Curt Schilling has been a steadfast supporter of President Donald Trump. (Howard Smith/USA TODAY Sports)

Curt Schilling and Rosie O’Donnell might be two of the most loudmouthed and opinionated people in the United States. It’s only fitting they’ve been entangled in a Twitter war with each other.

The war of words started when a random user named Mike shared a video with Schilling of O’Donnell calling for Donald Trump’s impeachment at a rally Tuesday. The liberal comedian led an anti-Trump event in front of the White House before the President spoke in front of a joint session of Congress.

“The evidence against Trump and Russia is huge and mounting every day. We see it, he can’t lie about it,” she said. “He is going down and so will all of his administration. The charge is treason.”

The FBI continues to investigate ties between Trump and Russia, after 17 federal intelligence agencies concluded last year the Kremlin interfered in the election on his behalf. Three Trump officials –– former campaign manager Paul Manafort, ex-foreign policy advisor Carter Page and short-lived national security advisor, Gen. Michael Flynn –– have all been forced to step down due to their ties to Vladimir Putin’s autocracy.

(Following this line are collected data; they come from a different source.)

//! Part classification by mesh name.
//!
//! Every mesh of a loaded car lands in exactly one [`PartCategory`]. The
//! decision is a fixed, ordered list of `(predicate, category)` rules over the
//! lower-cased mesh name; the first rule that matches wins and anything left
//! over is [`PartCategory::Other`].

use std::fmt;

/// Semantic bucket of a car mesh.
#[derive(Clone, Copy, Debug, PartialEq, Eq, Hash, PartialOrd, Ord)]
pub enum PartCategory {
    CarBody,
    Wheels,
    Rims,
    Glass,
    Headlights,
    Other,
}

impl PartCategory {
    /// All categories in classification priority order.
    pub const ALL: [PartCategory; 6] = [
        PartCategory::CarBody,
        PartCategory::Wheels,
        PartCategory::Rims,
        PartCategory::Glass,
        PartCategory::Headlights,
        PartCategory::Other,
    ];

    /// Label shown in the part dropdown.
    pub fn label(self) -> &'static str {
        match self {
            PartCategory::CarBody => "Car Body",
            PartCategory::Wheels => "Wheels",
            PartCategory::Rims => "Rims",
            PartCategory::Glass => "Glass / Windows",
            PartCategory::Headlights => "Headlights",
            PartCategory::Other => "Other",
        }
    }

    pub fn from_label(label: &str) -> Option<Self> {
        Self::ALL.into_iter().find(|c| c.label() == label)
    }

    fn index(self) -> usize {
        self as usize
    }
}

impl fmt::Display for PartCategory {
    fn fmt(&self, f: &mut fmt::Formatter<'_>) -> fmt::Result {
        f.write_str(self.label())
    }
}

const BODY_KEYWORDS: &[&str] = &["body", "paint", "chassis"];
const BODY_EXCLUSIONS: &[&str] = &[
    "glass",
    "window",
    "windshield",
    "headlight",
    "lamp",
    "tire",
    "wheel",
    "interior",
];
const GLASS_KEYWORDS: &[&str] = &["glass", "window", "windshield"];
const HEADLIGHT_KEYWORDS: &[&str] = &["headlight", "lamp"];

fn contains_any(name: &str, keywords: &[&str]) -> bool {
    keywords.iter().any(|k| name.contains(k))
}

/// "rim" anywhere except as the tail of "trim".
fn mentions_rim(name: &str) -> bool {
    name.match_indices("rim").any(|(at, _)| !name[..at].ends_with('t'))
}

fn is_body(name: &str) -> bool {
    contains_any(name, BODY_KEYWORDS)
        && !contains_any(name, BODY_EXCLUSIONS)
        && !mentions_rim(name)
}

fn is_wheel(name: &str) -> bool {
    name.contains("wheel") && !mentions_rim(name)
}

fn is_rim(name: &str) -> bool {
    mentions_rim(name)
}

fn is_glass(name: &str) -> bool {
    contains_any(name, GLASS_KEYWORDS)
}

fn is_headlight(name: &str) -> bool {
    contains_any(name, HEADLIGHT_KEYWORDS)
}

/// A single classification rule. Predicates receive the lower-cased name.
pub struct Rule {
    pub category: PartCategory,
    pub matches: fn(&str) -> bool,
}

/// The rules in priority order. [`PartCategory::Other`] is the fallback and has
/// no rule of its own.
pub const RULES: [Rule; 5] = [
    Rule {
        category: PartCategory::CarBody,
        matches: is_body,
    },
    Rule {
        category: PartCategory::Wheels,
        matches: is_wheel,
    },
    Rule {
        category: PartCategory::Rims,
        matches: is_rim,
    },
    Rule {
        category: PartCategory::Glass,
        matches: is_glass,
    },
    Rule {
        category: PartCategory::Headlights,
        matches: is_headlight,
    },
];

/// Classifies one mesh name.
pub fn classify(name: &str) -> PartCategory {
    let name = name.to_lowercase();
    RULES
        .iter()
        .find(|rule| (rule.matches)(&name))
        .map_or(PartCategory::Other, |rule| rule.category)
}

/// Buckets of mesh indices, one per category, each in visiting order.
///
/// Indices refer to the meshes of the model the classification was built
/// from and are meaningless for any other model.
#[derive(Clone, Debug, Default, PartialEq, Eq)]
pub struct Classification {
    buckets: [Vec<usize>; 6],
}

impl Classification {
    pub fn build<'a>(names: impl IntoIterator<Item = &'a str>) -> Self {
        let mut classification = Self::default();
        for (idx, name) in names.into_iter().enumerate() {
            classification.buckets[classify(name).index()].push(idx);
        }
        classification
    }

    pub fn bucket(&self, category: PartCategory) -> &[usize] {
        &self.buckets[category.index()]
    }

    pub fn category_of(&self, mesh: usize) -> Option<PartCategory> {
        PartCategory::ALL
            .into_iter()
            .find(|c| self.bucket(*c).contains(&mesh))
    }

    /// Non-empty categories in priority order, i.e. what the part dropdown offers.
    pub fn available(&self) -> Vec<PartCategory> {
        PartCategory::ALL
            .into_iter()
            .filter(|c| !self.bucket(*c).is_empty())
            .collect()
    }

    pub fn len(&self) -> usize {
        self.buckets.iter().map(Vec::len).sum()
    }

    pub fn is_empty(&self) -> bool {
        self.len() == 0
    }
}

impl fmt::Display for Classification {
    fn fmt(&self, f: &mut fmt::Formatter<'_>) -> fmt::Result {
        let summary: Vec<String> = PartCategory::ALL
            .into_iter()
            .map(|c| format!("{}: {}", c.label(), self.bucket(c).len()))
            .collect();
        f.write_str(&summary.join(", "))
    }
}

#[cfg(test)]
mod tests {
    use super::*;

    #[test]
    fn body_keywords_without_exclusions_are_body() {
        assert_eq!(classify("body_chassis_01"), PartCategory::CarBody);
        assert_eq!(classify("Paint_Main"), PartCategory::CarBody);
        assert_eq!(classify("CHASSIS"), PartCategory::CarBody);
    }

    #[test]
    fn exclusions_push_body_names_into_later_buckets() {
        assert_eq!(classify("body_glass_trim"), PartCategory::Glass);
        assert_eq!(classify("bodypanel_glass"), PartCategory::Glass);
        assert_eq!(classify("body_headlight"), PartCategory::Headlights);
        assert_eq!(classify("body_wheel_arch"), PartCategory::Wheels);
        assert_eq!(classify("body_interior"), PartCategory::Other);
        assert_eq!(classify("paint_tire"), PartCategory::Other);
    }

    #[test]
    fn wheels_exclude_rims() {
        assert_eq!(classify("wheel_fl"), PartCategory::Wheels);
        assert_eq!(classify("wheel_rim_fl"), PartCategory::Rims);
        assert_eq!(classify("Rim_RR"), PartCategory::Rims);
    }

    #[test]
    fn trim_is_not_a_rim() {
        assert_eq!(classify("door_trim"), PartCategory::Other);
        assert_eq!(classify("body_trim"), PartCategory::CarBody);
        assert_eq!(classify("trim_rim_fl"), PartCategory::Rims);
        assert_eq!(classify("wheel_trim"), PartCategory::Wheels);
    }

    #[test]
    fn substring_matches_are_literal() {
        assert_eq!(classify("tail_lamp"), PartCategory::Headlights);
        assert_eq!(classify("windshield"), PartCategory::Glass);
        assert_eq!(classify("seat"), PartCategory::Other);
        assert_eq!(classify(""), PartCategory::Other);
    }

    #[test]
    fn every_mesh_lands_in_exactly_one_bucket() {
        let names = [
            "body", "wheel_fl", "rim_fl", "window_l", "headlight_l", "seat", "body_glass",
        ];
        let classification = Classification::build(names);
        assert_eq!(classification.len(), names.len());
        for idx in 0..names.len() {
            let hits = PartCategory::ALL
                .into_iter()
                .filter(|c| classification.bucket(*c).contains(&idx))
                .count();
            assert_eq!(hits, 1, "mesh {} classified {} times", names[idx], hits);
        }
        assert_eq!(classification.bucket(PartCategory::Glass), &[3, 6]);
        assert_eq!(classification.category_of(5), Some(PartCategory::Other));
    }

    #[test]
    fn available_skips_empty_buckets() {
        let classification = Classification::build(["body", "rim"]);
        assert_eq!(
            classification.available(),
            vec![PartCategory::CarBody, PartCategory::Rims]
        );
        assert!(Classification::build(std::iter::empty()).is_empty());
    }

    #[test]
    fn labels_round_trip() {
        for category in PartCategory::ALL {
            assert_eq!(PartCategory::from_label(category.label()), Some(category));
        }
        assert_eq!(PartCategory::from_label("Interior"), None);
    }
}
//! Render pipelines and the uniforms that feed them.
//!
//! - `basic` holds the shared pipeline builder and the opaque pipeline
//! - `transparent` draws glass and the ground with premultiplied blending
//! - `light` packs the stage lights, sky palette, fog and contact shadow

pub mod basic;
pub mod light;
pub mod transparent;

Attorney General Jeff Sessions is now also under scrutiny, after the Washington Post reported he met twice with Russia’s ambassador to the U.S. while he was serving on Trump’s campaign. In his confirmation hearing, Sessions denied having any contact with Russian officials.

In response to O’Donnell’s claims, Schilling said she was spewing “poop and lies.”

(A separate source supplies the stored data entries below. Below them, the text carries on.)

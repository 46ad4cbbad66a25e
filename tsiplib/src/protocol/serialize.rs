use super::crc::ChecksumStyle;
use super::{Framing, ID_LEN};

/// A trait for writing framed packets.
pub trait Serializer {
    type Error;

    fn write_u8(&mut self, val: u8) -> Result<(), Self::Error>;

    // everything else can be written in terms of write_u8

    fn write_bytes(&mut self, val: &[u8]) -> Result<(), Self::Error> {
        for b in val.iter() {
            self.write_u8(*b)?;
        }
        Ok(())
    }

    fn write_be_u32(&mut self, val: u32) -> Result<(), Self::Error> {
        self.write_bytes(&val.to_be_bytes())
    }
}

impl<S> Serializer for &mut S
where
    S: Serializer,
{
    type Error = S::Error;

    fn write_u8(&mut self, val: u8) -> Result<(), Self::Error> {
        (*self).write_u8(val)
    }

    fn write_bytes(&mut self, val: &[u8]) -> Result<(), Self::Error> {
        (*self).write_bytes(val)
    }

    fn write_be_u32(&mut self, val: u32) -> Result<(), Self::Error> {
        (*self).write_be_u32(val)
    }
}

/// Wrap an [embedded_io::Write] to become a Serializer.
#[derive(Debug, Clone, PartialEq, Eq, PartialOrd, Ord, Hash)]
pub struct SerializerWrap<T> {
    inner: T,
}

impl<T> SerializerWrap<T> {
    pub fn new(inner: T) -> Self {
        Self { inner }
    }

    pub fn done(self) -> T {
        self.inner
    }
}

impl<T> core::ops::Deref for SerializerWrap<T> {
    type Target = T;
    fn deref(&self) -> &Self::Target {
        &self.inner
    }
}

impl<T> core::ops::DerefMut for SerializerWrap<T> {
    fn deref_mut(&mut self) -> &mut Self::Target {
        &mut self.inner
    }
}

impl<T> Serializer for SerializerWrap<T>
where
    T: embedded_io::Write,
{
    type Error = T::Error;

    fn write_u8(&mut self, val: u8) -> Result<(), Self::Error> {
        self.inner.write_all(&[val])
    }

    fn write_bytes(&mut self, val: &[u8]) -> Result<(), Self::Error> {
        self.inner.write_all(val)
    }
}

#[cfg(feature = "alloc")]
impl Serializer for alloc::vec::Vec<u8> {
    type Error = core::convert::Infallible;

    fn write_u8(&mut self, val: u8) -> Result<(), Self::Error> {
        self.push(val);
        Ok(())
    }

    fn write_bytes(&mut self, val: &[u8]) -> Result<(), Self::Error> {
        self.extend_from_slice(val);
        Ok(())
    }
}

/// A Serializer that doubles every escape byte it writes.
#[derive(Debug, Clone, PartialEq, Eq, PartialOrd, Ord, Hash)]
pub struct Stuffing<S> {
    inner: S,
    escape: u8,
}

impl<S> Stuffing<S> {
    pub fn new(inner: S, framing: &Framing) -> Self {
        Self {
            inner,
            escape: framing.escape,
        }
    }

    pub fn done(self) -> S {
        self.inner
    }
}

impl<S> Serializer for Stuffing<S>
where
    S: Serializer,
{
    type Error = S::Error;

    fn write_u8(&mut self, val: u8) -> Result<(), Self::Error> {
        if val == self.escape {
            self.inner.write_u8(val)?;
        }
        self.inner.write_u8(val)
    }
}

/// A packet that can't be framed.
#[derive(Debug, Clone, PartialEq, Eq, PartialOrd, Ord, Hash)]
#[cfg_attr(feature = "defmt", derive(defmt::Format))]
pub enum StuffError<E> {
    /// Packet has no room for an identifier.
    TooShort { len: usize },
    /// Payload is longer than the maximum.
    TooLong { len: usize, max: usize },
    /// Identifier would read back as a control sequence.
    IllegalId(u8),
    /// Error from the underlying writer.
    Io(E),
}

#[cfg(feature = "std")]
impl<E> std::error::Error for StuffError<E> where E: core::fmt::Debug {}

impl<E> core::fmt::Display for StuffError<E>
where
    E: core::fmt::Debug,
{
    fn fmt(&self, f: &mut core::fmt::Formatter) -> core::fmt::Result {
        match self {
            Self::TooShort { len } => write!(
                f,
                "packet must be at least {} bytes, got {}",
                ID_LEN, len
            ),
            Self::TooLong { len, max } => {
                write!(f, "payload of {} bytes is over the {} byte maximum", len, max)
            }
            Self::IllegalId(id) => write!(f, "packet id {:#04x} cannot be framed", id),
            Self::Io(e) => write!(f, "io error: {:?}", e),
        }
    }
}

impl<E> From<E> for StuffError<E> {
    fn from(other: E) -> Self {
        Self::Io(other)
    }
}

/// Frame a packet: escape, identifier and payload, checksum trailer,
/// escape and terminator. Every escape byte inside is doubled.
///
/// `packet` starts with the two identifier bytes and does not include
/// the trailer.
pub fn stuff_packet<C, S>(
    crc: &C,
    framing: &Framing,
    max_payload: usize,
    ser: &mut S,
    packet: &[u8],
) -> Result<(), StuffError<S::Error>>
where
    C: ChecksumStyle,
    S: Serializer,
{
    if packet.len() < ID_LEN {
        return Err(StuffError::TooShort { len: packet.len() });
    }
    let payload = packet.len() - ID_LEN;
    if payload > max_payload {
        return Err(StuffError::TooLong {
            len: payload,
            max: max_payload,
        });
    }
    if !framing.is_legal_id(packet[0]) {
        return Err(StuffError::IllegalId(packet[0]));
    }

    let sum = crc.checksum(packet);

    ser.write_u8(framing.escape)?;
    let mut stuffed = Stuffing::new(&mut *ser, framing);
    stuffed.write_bytes(packet)?;
    stuffed.write_be_u32(sum)?;
    ser.write_u8(framing.escape)?;
    ser.write_u8(framing.terminator)?;
    Ok(())
}

#[cfg(test)]
mod test {
    use super::super::crc::{CrcConstant, Crc32};
    use super::super::destuff::{destuff, Marker};
    use super::super::validate::Validator;
    use super::super::{DLE, ETX, MAX_PAYLOAD};
    use super::*;
    use quickcheck::{Arbitrary, Gen};
    use quickcheck_macros::quickcheck;

    fn stuff(packet: &[u8]) -> Result<Vec<u8>, StuffError<core::convert::Infallible>> {
        let mut out = Vec::new();
        stuff_packet(
            &CrcConstant(0xcafe1010),
            &Framing::TSIP,
            MAX_PAYLOAD,
            &mut out,
            packet,
        )?;
        Ok(out)
    }

    #[test]
    fn stuff_simple() {
        assert_eq!(
            stuff(b"\x8fab").unwrap(),
            b"\x10\x8fab\xca\xfe\x10\x10\x10\x10\x10\x03"
        );
    }

    #[test]
    fn stuff_escapes_payload() {
        assert_eq!(
            stuff(b"\x8f\x10\x03").unwrap(),
            b"\x10\x8f\x10\x10\x03\xca\xfe\x10\x10\x10\x10\x10\x03"
        );
    }

    #[test]
    fn stuff_too_short() {
        assert_eq!(stuff(b"\x8f"), Err(StuffError::TooShort { len: 1 }));
    }

    #[test]
    fn stuff_too_long() {
        let packet = vec![0x8f; MAX_PAYLOAD + ID_LEN + 1];
        assert_eq!(
            stuff(&packet),
            Err(StuffError::TooLong {
                len: MAX_PAYLOAD + 1,
                max: MAX_PAYLOAD
            })
        );
    }

    #[test]
    fn stuff_illegal_ids() {
        assert_eq!(stuff(b"\x10\x00"), Err(StuffError::IllegalId(DLE)));
        assert_eq!(stuff(b"\x03\x00"), Err(StuffError::IllegalId(ETX)));
    }

    #[derive(Debug, Clone)]
    struct Packet(Vec<u8>);

    impl Arbitrary for Packet {
        fn arbitrary(g: &mut Gen) -> Self {
            let mut data = Vec::<u8>::arbitrary(g);
            data.truncate(MAX_PAYLOAD);
            let mut id = u8::arbitrary(g);
            while !Framing::TSIP.is_legal_id(id) {
                id = u8::arbitrary(g);
            }
            let mut packet = vec![id, u8::arbitrary(g)];
            packet.extend(data);
            Packet(packet)
        }
    }

    #[quickcheck]
    fn roundtrip(packet: Packet) -> bool {
        let crc = Crc32::new();
        let mut raw = Vec::new();
        stuff_packet(&crc, &Framing::TSIP, MAX_PAYLOAD, &mut raw, &packet.0).unwrap();

        let out = destuff(&Framing::TSIP, &raw);
        let len = out.data.len();
        let validator = Validator::new(&crc, Framing::TSIP, MAX_PAYLOAD);

        out.markers == [Marker::start(0), Marker::end(len)]
            && !out.hanging_escape
            && validator.validate(&out.data).is_ok()
            && out.data[..len - 4] == packet.0[..]
    }
}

Schilling then brought up O’Donnell’s disparaging comments about Trump’s 10-year-old son, Barron. The bombastic actress questioned in December whether Barron Trump is autistic, saying it potentially represented an “amazing opportunity” to bring attention to the epidemic. She apologized after Melania Trump threatened legal action.

O’Donnell tweeted “f— u” to Schilling, ending the conversation.

It’s been a busy stretch on Twitter for Schilling, who was smacked down earlier this week by former Missouri Secretary of State and U.S. army veteran, Jason Kander. He also recently defended right-wing troll Milo Yiannopoulos, then retreated after hearing the former Breitbart editor’s rationalization of pederasty.

Add his beef with O’Donnell to the list of greatest hits.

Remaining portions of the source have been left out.